(Collected data):

= = = = = = =

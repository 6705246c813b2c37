use record_trigger_core::ListenerError;

use std::{panic::Location, result::Result as StdResult};

use error_location::ErrorLocation;
use thiserror::Error;

/// Application-level errors for the record-trigger binary.
///
/// All variants include `ErrorLocation` for call-site tracking.
#[derive(Error, Debug)]
pub enum AppError {
    /// Trigger listener error from record-trigger-core.
    #[error("Listener error: {source} {location}")]
    Listener {
        /// The underlying listener error.
        #[source]
        source: ListenerError,
        /// Location where this error was created.
        location: ErrorLocation,
    },

    /// Failed to send message through async channel.
    #[error("Channel send failed: {message} {location}")]
    ChannelSendFailed {
        /// Human-readable error message.
        message: String,
        /// Location where this error was created.
        location: ErrorLocation,
    },

    /// Configuration loading, saving or validation error.
    #[error("Configuration error: {reason} {location}")]
    ConfigError {
        /// Human-readable reason for failure.
        reason: String,
        /// Location where this error was created.
        location: ErrorLocation,
    },

    /// The listener could not be stopped cleanly.
    #[error("Shutdown failed: {reason} {location}")]
    ShutdownFailed {
        /// Human-readable reason for failure.
        reason: String,
        /// Location where this error was created.
        location: ErrorLocation,
    },

    /// IO error from filesystem operations.
    #[error("IO error: {source} {location}")]
    IoError {
        /// The underlying IO error.
        #[source]
        source: std::io::Error,
        /// Location where this error was created.
        location: ErrorLocation,
    },
}

// Manual From<ListenerError> with location tracking.
// Cannot use #[from] because it does not support extra fields.
impl From<ListenerError> for AppError {
    #[track_caller]
    fn from(source: ListenerError) -> Self {
        AppError::Listener {
            source,
            location: ErrorLocation::from(Location::caller()),
        }
    }
}

impl From<std::io::Error> for AppError {
    #[track_caller]
    fn from(source: std::io::Error) -> Self {
        AppError::IoError {
            source,
            location: ErrorLocation::from(Location::caller()),
        }
    }
}

/// Convenience type alias for Results using `AppError`.
pub type Result<T> = StdResult<T, AppError>;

= = = = = = =

(WORK ORDER): Exactly as written above, please repeat the entries.

(TASK SOLUTION):
repository 6705246c813b2c37
use record_trigger_core::ListenerError;

use std::{panic::Location, result::Result as StdResult};

use error_location::ErrorLocation;
use thiserror::Error;

/// Application-level errors for the record-trigger binary.
///
/// All variants include `ErrorLocation` for call-site tracking.
#[derive(Error, Debug)]
pub enum AppError {
    /// Trigger listener error from record-trigger-core.
    #[error("Listener error: {source} {location}")]
    Listener {
        /// The underlying listener error.
        #[source]
        source: ListenerError,
        /// Location where this error was created.
        location: ErrorLocation,
    },

    /// Failed to send message through async channel.
    #[error("Channel send failed: {message} {location}")]
    ChannelSendFailed {
        /// Human-readable error message.
        message: String,
        /// Location where this error was created.
        location: ErrorLocation,
    },

    /// Configuration loading, saving or validation error.
    #[error("Configuration error: {reason} {location}")]
    ConfigError {
        /// Human-readable reason for failure.
        reason: String,
        /// Location where this error was created.
        location: ErrorLocation,
    },

    /// The listener could not be stopped cleanly.
    #[error("Shutdown failed: {reason} {location}")]
    ShutdownFailed {
        /// Human-readable reason for failure.
        reason: String,
        /// Location where this error was created.
        location: ErrorLocation,
    },

    /// IO error from filesystem operations.
    #[error("IO error: {source} {location}")]
    IoError {
        /// The underlying IO error.
        #[source]
        source: std::io::Error,
        /// Location where this error was created.
        location: ErrorLocation,
    },
}

// Manual From<ListenerError> with location tracking.
// Cannot use #[from] because it does not support extra fields.
impl From<ListenerError> for AppError {
    #[track_caller]
    fn from(source: ListenerError) -> Self {
        AppError::Listener {
            source,
            location: ErrorLocation::from(Location::caller()),
        }
    }
}

impl From<std::io::Error> for AppError {
    #[track_caller]
    fn from(source: std::io::Error) -> Self {
        AppError::IoError {
            source,
            location: ErrorLocation::from(Location::caller()),
        }
    }
}

/// Convenience type alias for Results using `AppError`.
pub type Result<T> = StdResult<T, AppError>;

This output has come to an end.